Faire un pas vers l’autre
Est un voyage unique,
Différent à tout autre,
Inestimable et authentique.
Sylvie LE BOUC
Une p’tite envie, une fantaisie,
De bon matin, j'attrape un train,
Prendre du bon temps, voir du pays,
Revenir tard, d'un lieu lointain.
Finalement, je bosse demain,
Un petit tour et puis revient,
Depuis mon lit, quel beau voyage,
Un très beau rêve, gavé d'images.
Edouard GUITARD
De l’entrain, il y en a et déjà, nous quittons la gare.
Ne cherchez pas les quatrains, ce ne sera que prose.
Les premiers bâtiments se découvrent à nous par la fenêtre,
Comme sorti d’un tunnel, la lumière du jour envahie le wagon.
Je continue d’écrire, on prend de la vitesse, petit à petit.
C’est comme l’inspiration, elle aussi déroule sa voie.
Les premiers paysages, les prémices de nos campagnes,
Les premières images de derrière nos vitres apparaissent,
Les bâtisses changent, la verdure colore ma vision,
Mon encre reste bleue et mon image se reflète.

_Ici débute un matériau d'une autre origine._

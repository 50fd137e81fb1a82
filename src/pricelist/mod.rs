//! 価格リストパーサ
//!
//! CSV/スプレッドシートの価格リストを`PriceRecord`列に変換する。
//! 入力は仕入先ごとに形式が揺れる前提:
//! - ヘッダ行の上に表題や空行が挟まる
//! - 列名の表記が揺れる（`ColumnAliases`で吸収）
//! - 価格・在庫セルに通貨記号や桁区切りが混ざる
//!
//! 構造的な問題（コード列なし・空ファイル）だけが失敗になり、
//! 行単位の数値化失敗は既定値に落として行を残す。

pub mod columns;
mod delimited;
mod spreadsheet;

pub use columns::ColumnAliases;
pub use delimited::detect_delimiter;

use crate::error::{CatalogueError, Result};
use crate::normalizer::normalize_code;
use serde::{Deserialize, Serialize};
use std::path::Path;

/// 価格リストの1行
#[derive(Debug, Clone, Default, Serialize, Deserialize)]
pub struct PriceRecord {
    pub code: String,
    #[serde(default)]
    pub description: String,
    /// 価格。セルが空・数値化不能なら`None`（不明として描画側で扱う）
    #[serde(default)]
    pub price: Option<f64>,
    /// 在庫数。`None`の扱いは在庫フィルタのポリシーに従う
    #[serde(default)]
    pub stock: Option<f64>,
}

/// パース統計（診断用カウント）
#[derive(Debug, Clone, Default)]
pub struct ParseStats {
    /// ヘッダ行より下の行数
    pub total_rows: usize,
    /// 空行・コード空でスキップした行数
    pub skipped_rows: usize,
    /// 数値化できず既定値にした価格セル数
    pub defaulted_price: usize,
    /// 数値化できず既定値にした在庫セル数
    pub defaulted_stock: usize,
}

/// パース結果
#[derive(Debug, Clone, Default)]
pub struct PriceList {
    pub records: Vec<PriceRecord>,
    pub stats: ParseStats,
}

/// ヘッダ行を探す走査上限
const HEADER_SCAN_ROWS: usize = 20;

/// 価格リストファイルを読み込む
pub fn load_price_file(path: &Path, aliases: &ColumnAliases) -> Result<PriceList> {
    if !path.exists() {
        return Err(CatalogueError::FileNotFound(path.display().to_string()));
    }
    let data = std::fs::read(path)?;
    let file_name = path
        .file_name()
        .map(|n| n.to_string_lossy().to_string())
        .unwrap_or_default();
    parse_price_data(&data, &file_name, aliases)
}

/// バイト列をパースする
///
/// 拡張子`.csv`なら区切りテキスト、それ以外はスプレッドシート
/// バイナリとして読む。
pub fn parse_price_data(data: &[u8], file_name: &str, aliases: &ColumnAliases) -> Result<PriceList> {
    let rows = if is_csv(file_name) {
        let content = String::from_utf8_lossy(data);
        delimited::parse_delimited(&content)
    } else {
        spreadsheet::parse_spreadsheet(data)?
    };

    if rows.len() < 2 {
        return Err(CatalogueError::EmptyPriceFile(file_name.to_string()));
    }

    extract_records(&rows, aliases)
}

fn is_csv(file_name: &str) -> bool {
    Path::new(file_name)
        .extension()
        .map(|e| e.eq_ignore_ascii_case("csv"))
        .unwrap_or(false)
}

/// ヘッダ行を探す
///
/// 先頭20行を走査し、各行のセルを正規化して連結した文字列に
/// コード系トークンとデスクリプション系トークンの両方を含む行を
/// 採用する。見つからなければコード系のみの行、それも無ければ
/// 先頭行。
fn find_header_row(rows: &[Vec<String>], aliases: &ColumnAliases) -> usize {
    let limit = rows.len().min(HEADER_SCAN_ROWS);
    let mut code_only: Option<usize> = None;

    for (i, row) in rows.iter().take(limit).enumerate() {
        let concat: String = row.iter().map(|cell| normalize_code(cell)).collect();
        let has_code = aliases.code.iter().any(|t| concat.contains(t.as_str()));
        let has_desc = aliases.description.iter().any(|t| concat.contains(t.as_str()));

        if has_code && has_desc {
            return i;
        }
        if has_code && code_only.is_none() {
            code_only = Some(i);
        }
    }

    code_only.unwrap_or(0)
}

/// エイリアスリストの順に正規化済みヘッダと突き合わせる
fn resolve_column(normalized_headers: &[String], aliases: &[String]) -> Option<usize> {
    for alias in aliases {
        if let Some(idx) = normalized_headers.iter().position(|h| h == alias) {
            return Some(idx);
        }
    }
    None
}

fn extract_records(rows: &[Vec<String>], aliases: &ColumnAliases) -> Result<PriceList> {
    let header_idx = find_header_row(rows, aliases);
    let normalized_headers: Vec<String> = rows[header_idx]
        .iter()
        .map(|h| normalize_code(h))
        .collect();

    // コード列だけは必須。見つからなければ実際のヘッダを添えて失敗させる
    let code_col = resolve_column(&normalized_headers, &aliases.code).ok_or_else(|| {
        CatalogueError::MissingCodeColumn {
            found: normalized_headers
                .iter()
                .filter(|h| !h.is_empty())
                .cloned()
                .collect::<Vec<_>>()
                .join(", "),
        }
    })?;
    let desc_col = resolve_column(&normalized_headers, &aliases.description);
    let price_col = resolve_column(&normalized_headers, &aliases.price);
    let stock_col = resolve_column(&normalized_headers, &aliases.stock);

    let mut records = Vec::new();
    let mut stats = ParseStats::default();

    for row in rows.iter().skip(header_idx + 1) {
        stats.total_rows += 1;

        if row.iter().all(|cell| cell.trim().is_empty()) {
            stats.skipped_rows += 1;
            continue;
        }

        let code = cell_at(row, Some(code_col)).trim().to_string();
        if code.is_empty() {
            stats.skipped_rows += 1;
            continue;
        }

        let description = cell_at(row, desc_col).trim().to_string();

        let price_cell = cell_at(row, price_col);
        let price = parse_numeric_cell(price_cell);
        if price.is_none() && !price_cell.trim().is_empty() {
            stats.defaulted_price += 1;
        }

        let stock_cell = cell_at(row, stock_col);
        let stock = parse_numeric_cell(stock_cell);
        if stock.is_none() && !stock_cell.trim().is_empty() {
            stats.defaulted_stock += 1;
        }

        records.push(PriceRecord {
            code,
            description,
            price,
            stock,
        });
    }

    Ok(PriceList { records, stats })
}

fn cell_at(row: &[String], col: Option<usize>) -> &str {
    col.and_then(|c| row.get(c)).map(|s| s.as_str()).unwrap_or("")
}

/// 価格・在庫セルの数値化
///
/// 通貨記号の英字・空白・桁区切りカンマを除いてからパースする。
/// 数値にならないセルは`None`になり、行そのものは捨てない。
fn parse_numeric_cell(cell: &str) -> Option<f64> {
    let cleaned: String = cell
        .chars()
        .filter(|c| !c.is_ascii_alphabetic() && !c.is_whitespace() && *c != ',')
        .collect();
    if cleaned.is_empty() {
        return None;
    }
    cleaned.parse::<f64>().ok()
}
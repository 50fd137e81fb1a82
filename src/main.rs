use chrono::Local;
use clap::Parser;
use photo_catalogue_rust::cli::{Cli, Commands};
use photo_catalogue_rust::config::Config;
use photo_catalogue_rust::error::{CatalogueError, Result};
use photo_catalogue_rust::matcher::{CodeMatchMode, MatchOptions};
use photo_catalogue_rust::filter::StockFilterOptions;
use photo_catalogue_rust::{export, filter, matcher, pricelist, scanner};
use photo_catalogue_rust::pricelist::ColumnAliases;
use std::path::PathBuf;

fn main() -> Result<()> {
    let cli = Cli::parse();
    let config = Config::load()?;

    match cli.command {
        Commands::Generate {
            price_file,
            photo_folder,
            output,
            format,
            title,
            min_stock,
            negative_band,
            missing_stock,
            keep_unmatched,
            numeric_core,
            columns,
        } => {
            println!("📦 photo-catalogue - カタログ生成\n");

            let title = title.unwrap_or_else(|| config.default_title.clone());
            let min_stock = min_stock.unwrap_or(config.default_min_stock);

            // 1. 価格リスト読み込み
            println!("[1/4] 価格リストを読み込み中...");
            let aliases = match columns {
                Some(path) => ColumnAliases::from_file(&path)?,
                None => ColumnAliases::default(),
            };
            let price_list = pricelist::load_price_file(&price_file, &aliases)?;
            println!("✔ {}件の商品行を検出\n", price_list.records.len());

            if cli.verbose {
                let stats = &price_list.stats;
                println!(
                    "  スキップ行: {} / 価格既定値: {} / 在庫既定値: {}",
                    stats.skipped_rows, stats.defaulted_price, stats.defaulted_stock
                );
            }

            // 2. 在庫フィルタ
            println!("[2/4] 在庫フィルタを適用中... (最低在庫: {})", min_stock);
            let filter_options = StockFilterOptions {
                min_stock,
                negative_band,
                missing_stock,
            };
            let filtered = filter::filter_by_stock(&price_list.records, &filter_options);
            println!("✔ {}件 → {}件\n", price_list.records.len(), filtered.len());

            // 3. 写真照合
            println!("[3/4] 写真を照合中...");
            let photos = scanner::scan_folder(&photo_folder)?;
            if photos.is_empty() {
                return Err(CatalogueError::NoPhotosFound(
                    photo_folder.display().to_string(),
                ));
            }

            let match_options = MatchOptions {
                mode: if numeric_core {
                    CodeMatchMode::NumericCore
                } else {
                    CodeMatchMode::Strict
                },
                keep_unmatched,
            };
            let outcome = matcher::match_photos(&photos, &filtered, &match_options);
            println!(
                "✔ 写真あり{}件 / 写真なし{}件 / 未対応写真{}枚\n",
                outcome.stats.items_with_photos,
                outcome.stats.items_without_photos,
                outcome.stats.photos_unmatched
            );

            if cli.verbose && outcome.stats.duplicate_codes > 0 {
                println!(
                    "  注意: 照合キーの重複 {}件（先の行に畳みました）",
                    outcome.stats.duplicate_codes
                );
            }

            // 4. 出力
            println!("[4/4] カタログを生成中...");
            let output = output.unwrap_or_else(default_output_path);
            export::export_catalogue(
                &outcome.items,
                &format,
                &output,
                &title,
                &config.currency_symbol,
            )?;

            println!("\n✅ 完了 ({}アイテム)", outcome.items.len());
        }

        Commands::Photos {
            photo_folder,
            output,
            title,
        } => {
            println!("📷 photo-catalogue - 写真のみカタログ\n");

            let title = title.unwrap_or_else(|| config.default_title.clone());

            println!("[1/2] 写真をスキャン中...");
            let photos = scanner::scan_folder(&photo_folder)?;
            if photos.is_empty() {
                return Err(CatalogueError::NoPhotosFound(
                    photo_folder.display().to_string(),
                ));
            }
            println!("✔ {}枚の写真を検出\n", photos.len());

            println!("[2/2] PDFを生成中...");
            let output = output.unwrap_or_else(default_output_path);
            let pdf_path = if output.is_dir() || output.extension().is_none() {
                output.join(format!("{}.pdf", title))
            } else {
                output
            };
            export::pdf::generate_photo_only_pdf(&photos, &pdf_path, &title)?;
            println!("✔ PDF出力: {}", pdf_path.display());

            println!("\n✅ 完了 ({}枚)", photos.len());
        }

        Commands::Config {
            set_currency,
            set_title,
            show,
        } => {
            let mut config = config;
            let mut changed = false;

            if let Some(currency) = set_currency {
                config.currency_symbol = currency;
                changed = true;
            }
            if let Some(title) = set_title {
                config.default_title = title;
                changed = true;
            }

            if changed {
                config.save()?;
                println!("✔ 設定を保存しました: {}", Config::config_path()?.display());
            }

            if show || !changed {
                println!("通貨記号: {}", config.currency_symbol);
                println!("既定タイトル: {}", config.default_title);
                println!("既定最低在庫: {}", config.default_min_stock);
            }
        }
    }

    Ok(())
}

/// 出力先省略時はカレントディレクトリに日付入りファイル名で出す
fn default_output_path() -> PathBuf {
    PathBuf::from(format!("catalogue_{}.pdf", Local::now().format("%Y%m%d")))
}
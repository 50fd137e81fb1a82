//! 写真フォルダのスキャン
//!
//! フォルダ直下の画像ファイルを集める。バイナリ本体はここでは
//! 読まず、パスとファイル名だけを持ち回る。

use crate::error::{CatalogueError, Result};
use serde::{Deserialize, Serialize};
use std::path::{Path, PathBuf};
use walkdir::WalkDir;

/// 写真1枚への参照
#[derive(Debug, Clone, Default, Serialize, Deserialize)]
pub struct PhotoAsset {
    pub path: PathBuf,
    pub file_name: String,
}

const PHOTO_EXTENSIONS: &[&str] = &["jpg", "jpeg", "png", "JPG", "JPEG", "PNG"];

pub fn scan_folder(folder: &Path) -> Result<Vec<PhotoAsset>> {
    if !folder.exists() {
        return Err(CatalogueError::FolderNotFound(folder.display().to_string()));
    }

    let mut photos = Vec::new();

    for entry in WalkDir::new(folder)
        .max_depth(1) // 直下のみ（再帰しない）
        .into_iter()
        .filter_map(|e| e.ok())
    {
        let path = entry.path();

        if !path.is_file() {
            continue;
        }

        if let Some(ext) = path.extension() {
            let ext_str = ext.to_string_lossy();
            if PHOTO_EXTENSIONS.iter().any(|&e| e == ext_str) {
                let file_name = path
                    .file_name()
                    .map(|n| n.to_string_lossy().to_string())
                    .unwrap_or_default();

                photos.push(PhotoAsset {
                    path: path.to_path_buf(),
                    file_name,
                });
            }
        }
    }

    // ファイル名でソート（処理順を安定させる）
    photos.sort_by(|a, b| a.file_name.cmp(&b.file_name));

    Ok(photos)
}
use crate::filter::MissingStockPolicy;
use clap::{Parser, Subcommand};
use std::path::PathBuf;

#[derive(Parser)]
#[command(name = "photo-catalogue")]
#[command(about = "価格リスト・商品写真照合カタログ生成ツール", long_about = None)]
pub struct Cli {
    #[command(subcommand)]
    pub command: Commands,

    /// 詳細ログを出力
    #[arg(short, long, global = true)]
    pub verbose: bool,
}

#[derive(Subcommand)]
pub enum Commands {
    /// 価格リストと写真フォルダを照合してカタログを生成
    Generate {
        /// 価格リストファイル（CSV/Excel）
        #[arg(required = true)]
        price_file: PathBuf,

        /// 写真フォルダのパス
        #[arg(required = true)]
        photo_folder: PathBuf,

        /// 出力ファイル/ディレクトリ（デフォルト: カレントディレクトリ）
        #[arg(short, long)]
        output: Option<PathBuf>,

        /// 出力形式 (pdf/excel/both)
        #[arg(short, long, default_value = "both")]
        format: ExportFormat,

        /// ドキュメントタイトル（省略時は設定の既定値）
        #[arg(short, long)]
        title: Option<String>,

        /// 最低在庫数（この値以上の行を残す）
        #[arg(short, long)]
        min_stock: Option<f64>,

        /// 負在庫の許容幅（0で負在庫をすべて許容）
        #[arg(long)]
        negative_band: Option<f64>,

        /// 在庫セルが空の行の扱い (zero/include)
        #[arg(long, default_value = "zero")]
        missing_stock: MissingStockPolicy,

        /// 写真のない行も出力に残す
        #[arg(long)]
        keep_unmatched: bool,

        /// 数字コアで照合する（コード体系がリストと写真で揃っていない場合）
        #[arg(long)]
        numeric_core: bool,

        /// 列エイリアス定義JSONファイル
        #[arg(long)]
        columns: Option<PathBuf>,
    },

    /// 写真のみのカタログPDFを生成（価格照合なし）
    Photos {
        /// 写真フォルダのパス
        #[arg(required = true)]
        photo_folder: PathBuf,

        /// 出力ファイル/ディレクトリ
        #[arg(short, long)]
        output: Option<PathBuf>,

        /// ドキュメントタイトル
        #[arg(short, long)]
        title: Option<String>,
    },

    /// 設定を表示/編集
    Config {
        /// 通貨記号を設定
        #[arg(long)]
        set_currency: Option<String>,

        /// 既定のドキュメントタイトルを設定
        #[arg(long)]
        set_title: Option<String>,

        /// 設定を表示
        #[arg(long)]
        show: bool,
    },
}

#[derive(Clone, Debug, Default)]
pub enum ExportFormat {
    Pdf,
    Excel,
    #[default]
    Both,
}

impl std::str::FromStr for ExportFormat {
    type Err = String;

    fn from_str(s: &str) -> Result<Self, Self::Err> {
        match s.to_lowercase().as_str() {
            "pdf" => Ok(ExportFormat::Pdf),
            "excel" | "xlsx" => Ok(ExportFormat::Excel),
            "both" => Ok(ExportFormat::Both),
            _ => Err(format!("Unknown format: {}. Use pdf, excel, or both", s)),
        }
    }
}

#[cfg(test)]
mod tests {
    use super::*;

    #[test]
    fn test_export_format_from_str() {
        assert!(matches!("pdf".parse::<ExportFormat>(), Ok(ExportFormat::Pdf)));
        assert!(matches!("XLSX".parse::<ExportFormat>(), Ok(ExportFormat::Excel)));
        assert!(matches!("both".parse::<ExportFormat>(), Ok(ExportFormat::Both)));
        assert!("word".parse::<ExportFormat>().is_err());
    }
}
//! カタログ出力（PDF/Excel）
//!
//! 照合結果`MatchedItem`列がここへの唯一の入力。価格・在庫の
//! 不明値はプレースホルダで描画する。

pub mod excel;
pub mod layout;
pub mod pdf;

use crate::cli::ExportFormat;
use crate::error::Result;
use crate::matcher::MatchedItem;
use std::path::{Path, PathBuf};

/// 出力先を拡張子付きのファイルパスに解決する
///
/// ディレクトリや拡張子なしの指定ならタイトル名のファイルを作り、
/// ファイル指定なら拡張子だけ差し替える。
fn resolve_output_path(output: &Path, title: &str, extension: &str) -> PathBuf {
    if output.is_dir() || output.extension().is_none() {
        output.join(format!("{}.{}", title, extension))
    } else {
        let parent = output.parent().unwrap_or_else(|| Path::new("."));
        let stem = output
            .file_stem()
            .and_then(|s| s.to_str())
            .unwrap_or(title);
        parent.join(format!("{}.{}", stem, extension))
    }
}

/// 指定フォーマットでカタログを出力する
pub fn export_catalogue(
    items: &[MatchedItem],
    format: &ExportFormat,
    output: &Path,
    title: &str,
    currency: &str,
) -> Result<()> {
    if matches!(format, ExportFormat::Pdf | ExportFormat::Both) {
        let pdf_path = resolve_output_path(output, title, "pdf");
        println!("- PDFを生成中...");
        pdf::generate_pdf(items, &pdf_path, title, currency)?;
        println!("✔ PDF出力: {}", pdf_path.display());
    }

    if matches!(format, ExportFormat::Excel | ExportFormat::Both) {
        let excel_path = resolve_output_path(output, title, "xlsx");
        println!("- Excelを生成中...");
        excel::generate_excel(items, &excel_path, currency)?;
        println!("✔ Excel出力: {}", excel_path.display());
    }

    Ok(())
}

#[cfg(test)]
mod tests {
    use super::*;

    #[test]
    fn test_resolve_output_path_from_file() {
        let path = resolve_output_path(Path::new("/tmp/out.pdf"), "Catalogue", "xlsx");
        assert_eq!(path, PathBuf::from("/tmp/out.xlsx"));
    }

    #[test]
    fn test_resolve_output_path_without_extension() {
        let path = resolve_output_path(Path::new("/tmp/nodir_noext"), "Catalogue", "pdf");
        assert_eq!(path, PathBuf::from("/tmp/nodir_noext/Catalogue.pdf"));
    }
}
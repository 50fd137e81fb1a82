//! PDFカタログ生成
//!
//! A4縦・2カラムで写真ブロックを並べる。各ブロックは写真と
//! コード・品名・価格のキャプション3行。読めない画像は警告して
//! スキップし、出力全体は失敗させない。

use crate::error::{CatalogueError, Result};
use crate::export::layout::*;
use crate::matcher::MatchedItem;
use crate::scanner::PhotoAsset;
use indicatif::ProgressBar;
use printpdf::*;
use std::fs::File;
use std::io::BufWriter;
use std::path::Path;

/// 照合済みアイテムからカタログPDFを生成する
pub fn generate_pdf(
    items: &[MatchedItem],
    output_path: &Path,
    title: &str,
    currency: &str,
) -> Result<()> {
    let (doc, page1, layer1) =
        PdfDocument::new(title, Mm(A4_WIDTH_MM), Mm(A4_HEIGHT_MM), "Layer 1");

    let font = doc
        .add_builtin_font(BuiltinFont::Helvetica)
        .map_err(|e| CatalogueError::PdfGeneration(format!("フォント追加エラー: {:?}", e)))?;
    let font_bold = doc
        .add_builtin_font(BuiltinFont::HelveticaBold)
        .map_err(|e| CatalogueError::PdfGeneration(format!("フォント追加エラー: {:?}", e)))?;

    let mut layer = doc.get_page(page1).get_layer(layer1);
    draw_title(&layer, &font_bold, title);

    let block_count: usize = items.iter().map(|i| i.photos.len().max(1)).sum();
    let progress = ProgressBar::new(block_count as u64);

    let mut current_y = CONTENT_TOP_MM;
    let mut current_column = 0usize;

    for item in items {
        // 写真のないアイテムはキャプションのみのブロックを1つ出す
        let blocks: Vec<Option<&PhotoAsset>> = if item.photos.is_empty() {
            vec![None]
        } else {
            item.photos.iter().map(Some).collect()
        };

        for photo in blocks {
            if current_y + BLOCK_HEIGHT_MM > A4_HEIGHT_MM - BOTTOM_MARGIN_MM {
                let (page, new_layer) = doc.add_page(Mm(A4_WIDTH_MM), Mm(A4_HEIGHT_MM), "Layer 1");
                layer = doc.get_page(page).get_layer(new_layer);
                current_y = PAGE_TOP_MM;
                current_column = 0;
            }

            let x = column_x(current_column);

            if let Some(photo) = photo {
                if let Err(e) = embed_photo(&layer, photo, x, current_y) {
                    eprintln!("警告: 画像を埋め込めません ({}): {}", photo.file_name, e);
                }
            }

            draw_captions(&layer, &font, &font_bold, item, x, current_y, currency);

            if current_column == 0 {
                current_column = 1;
            } else {
                current_column = 0;
                current_y += BLOCK_HEIGHT_MM;
            }
            progress.inc(1);
        }
    }
    progress.finish_and_clear();

    save_document(doc, output_path)
}

/// 写真のみのカタログPDFを生成する（価格リストなし）
pub fn generate_photo_only_pdf(
    photos: &[PhotoAsset],
    output_path: &Path,
    title: &str,
) -> Result<()> {
    let (doc, page1, layer1) =
        PdfDocument::new(title, Mm(A4_WIDTH_MM), Mm(A4_HEIGHT_MM), "Layer 1");

    let font_bold = doc
        .add_builtin_font(BuiltinFont::HelveticaBold)
        .map_err(|e| CatalogueError::PdfGeneration(format!("フォント追加エラー: {:?}", e)))?;

    let mut layer = doc.get_page(page1).get_layer(layer1);
    draw_title(&layer, &font_bold, title);

    let progress = ProgressBar::new(photos.len() as u64);

    let mut current_y = CONTENT_TOP_MM;
    let mut current_column = 0usize;

    for photo in photos {
        if current_y + PHOTO_BLOCK_HEIGHT_MM > A4_HEIGHT_MM - BOTTOM_MARGIN_MM {
            let (page, new_layer) = doc.add_page(Mm(A4_WIDTH_MM), Mm(A4_HEIGHT_MM), "Layer 1");
            layer = doc.get_page(page).get_layer(new_layer);
            current_y = PAGE_TOP_MM;
            current_column = 0;
        }

        let x = column_x(current_column);
        if let Err(e) = embed_photo(&layer, photo, x, current_y) {
            eprintln!("警告: 画像を埋め込めません ({}): {}", photo.file_name, e);
        }

        if current_column == 0 {
            current_column = 1;
        } else {
            current_column = 0;
            current_y += PHOTO_BLOCK_HEIGHT_MM;
        }
        progress.inc(1);
    }
    progress.finish_and_clear();

    save_document(doc, output_path)
}

fn draw_title(layer: &PdfLayerReference, font_bold: &IndirectFontRef, title: &str) {
    layer.use_text(
        title,
        TITLE_FONT_SIZE,
        Mm(centered_x(title, TITLE_FONT_SIZE)),
        Mm(A4_HEIGHT_MM - TITLE_Y_MM),
        font_bold,
    );
}

fn draw_captions(
    layer: &PdfLayerReference,
    font: &IndirectFontRef,
    font_bold: &IndirectFontRef,
    item: &MatchedItem,
    x: f32,
    block_top: f32,
    currency: &str,
) {
    let text_top = block_top + PHOTO_HEIGHT_MM + 3.0;

    layer.use_text(
        format!("Code: {}", item.code),
        CAPTION_FONT_SIZE,
        Mm(x),
        Mm(A4_HEIGHT_MM - text_top),
        font_bold,
    );

    let description = if item.description.is_empty() {
        "No description".to_string()
    } else {
        truncate_caption(&item.description, 40)
    };
    layer.use_text(
        description,
        CAPTION_FONT_SIZE,
        Mm(x),
        Mm(A4_HEIGHT_MM - text_top - TEXT_LINE_MM),
        font,
    );

    let price_text = match item.price {
        Some(price) => format!("Price: {} {:.2}", currency, price),
        None => "Price: -".to_string(),
    };
    layer.use_text(
        price_text,
        CAPTION_FONT_SIZE,
        Mm(x),
        Mm(A4_HEIGHT_MM - text_top - TEXT_LINE_MM * 2.0),
        font,
    );
}

/// 写真をブロック枠内に縦横比を保って配置する
fn embed_photo(
    layer: &PdfLayerReference,
    photo: &PhotoAsset,
    x: f32,
    block_top: f32,
) -> std::result::Result<(), String> {
    let data = std::fs::read(&photo.path).map_err(|e| e.to_string())?;
    let image = decode_image(&photo.file_name, &data)?;

    let dpi = 300.0_f32;
    let natural_width_mm = image.image.width.0 as f32 * 25.4 / dpi;
    let natural_height_mm = image.image.height.0 as f32 * 25.4 / dpi;
    if natural_width_mm <= 0.0 || natural_height_mm <= 0.0 {
        return Err("画像サイズが不正".to_string());
    }

    let scale = (PHOTO_WIDTH_MM / natural_width_mm).min(PHOTO_HEIGHT_MM / natural_height_mm);
    let y = A4_HEIGHT_MM - block_top - natural_height_mm * scale;

    image.add_to_layer(
        layer.clone(),
        ImageTransform {
            translate_x: Some(Mm(x)),
            translate_y: Some(Mm(y)),
            scale_x: Some(scale as f64),
            scale_y: Some(scale as f64),
            dpi: Some(dpi as f64),
            ..Default::default()
        },
    );

    Ok(())
}

fn decode_image(file_name: &str, data: &[u8]) -> std::result::Result<Image, String> {
    let cursor = std::io::Cursor::new(data);
    if file_name.to_ascii_lowercase().ends_with(".png") {
        let decoder =
            image_crate::codecs::png::PngDecoder::new(cursor).map_err(|e| e.to_string())?;
        Image::try_from(decoder).map_err(|e| e.to_string())
    } else {
        let decoder =
            image_crate::codecs::jpeg::JpegDecoder::new(cursor).map_err(|e| e.to_string())?;
        Image::try_from(decoder).map_err(|e| e.to_string())
    }
}

fn truncate_caption(text: &str, max_chars: usize) -> String {
    if text.chars().count() <= max_chars {
        text.to_string()
    } else {
        text.chars().take(max_chars).collect()
    }
}

fn save_document(doc: PdfDocumentReference, output_path: &Path) -> Result<()> {
    let file = File::create(output_path)?;
    doc.save(&mut BufWriter::new(file))
        .map_err(|e| CatalogueError::PdfGeneration(format!("PDF保存エラー: {:?}", e)))?;
    Ok(())
}

#[cfg(test)]
mod tests {
    use super::*;

    #[test]
    fn test_truncate_caption() {
        assert_eq!(truncate_caption("short", 10), "short");
        assert_eq!(truncate_caption("abcdefghij", 5), "abcde");
    }

    #[test]
    fn test_decode_image_rejects_garbage() {
        assert!(decode_image("x.jpg", b"not an image").is_err());
        assert!(decode_image("x.png", b"not an image").is_err());
    }
}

Je suis un instant le poète pris en pose, a écrire.
Nous allons de plus en plus vite, mes pensées suivent
Le balancement des trolleys et la saccades des rails,
Rythment la cadence de mes écris et puisent mon énergie.
Ainsi somnole le voyageur au bruit du rail
Ou bien s’éveille le rêveur aux images sous vitrail.
L’heure du départ à été donnée, mais le temps est passé,
Celui du prochain arrêt n’a pas encore sonné.
L’écriture suit son cour et se profile d’horizon en horizon,
Elle donne libre court à toute intuition.
…billet s’il vous plait…
Il me plait,
De voir tant d’image, quitte à en payer le prix,
J’aimerais que la poésie de ce voyage, resta a jamais écrite
Au fronton de ma gare, celle de mon esprit,
...
D’où partes et viennes des rames d’idées farfelues,
Tel que celles que l’homme pourrait aller plus vite que sa charrue.